Listed entries section start
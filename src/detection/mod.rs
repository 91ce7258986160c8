//! Signature detection over raw HTML text.
//!
//! Matching is plain-text and case-insensitive; markup is never parsed, so
//! malformed documents are handled the same as well-formed ones.
//!
//! Callers must bound the sample with [`truncate_html_sample`] (or an equivalent
//! byte cap) before calling [`detect`].

mod result;

use clap::ValueEnum;
use serde::{Deserialize, Serialize};
use strum_macros::{AsRefStr, Display, EnumIter, EnumString};

use crate::config::MAX_HTML_SAMPLE_BYTES;
use crate::signatures::{Category, DetectedService, SignatureCatalog};

pub use result::ParserResult;

/// Which signature categories a detection run evaluates.
#[derive(
    Debug,
    Clone,
    Copy,
    Default,
    PartialEq,
    Eq,
    Hash,
    Serialize,
    Deserialize,
    ValueEnum,
    Display,
    EnumString,
    EnumIter,
    AsRefStr,
)]
#[serde(rename_all = "lowercase")]
#[strum(serialize_all = "lowercase")]
pub enum DetectionMode {
    /// Every signature
    #[default]
    All,
    /// Chat widgets only
    Widgets,
    /// Analytics trackers only
    Analytics,
    /// Messenger integrations only
    Messengers,
}

impl DetectionMode {
    /// Returns `true` if signatures of `category` are evaluated in this mode.
    pub fn includes(self, category: Category) -> bool {
        match self {
            DetectionMode::All => true,
            DetectionMode::Widgets => category == Category::Chat,
            DetectionMode::Analytics => category == Category::Analytics,
            DetectionMode::Messengers => category == Category::Messenger,
        }
    }
}

/// Evaluates the catalog against an HTML sample.
///
/// Entries are filtered by `mode` before their pattern is evaluated. Output is in
/// catalog definition order, not in order of appearance in the document.
pub fn detect(
    catalog: &SignatureCatalog,
    html_sample: &str,
    mode: DetectionMode,
) -> Vec<DetectedService> {
    catalog
        .entries()
        .iter()
        .filter(|entry| mode.includes(entry.category))
        .filter(|entry| entry.matches(html_sample))
        .map(DetectedService::from)
        .collect()
}

/// Cuts `html` to at most `MAX_HTML_SAMPLE_BYTES`, on a char boundary.
pub fn truncate_html_sample(html: &str) -> &str {
    if html.len() <= MAX_HTML_SAMPLE_BYTES {
        return html;
    }
    let mut end = MAX_HTML_SAMPLE_BYTES;
    while !html.is_char_boundary(end) {
        end -= 1;
    }
    &html[..end]
}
Listed entries section end
* Exercise:
Go through the material and say how many lines include "lowercase". The number alone will do.

* Response area:
2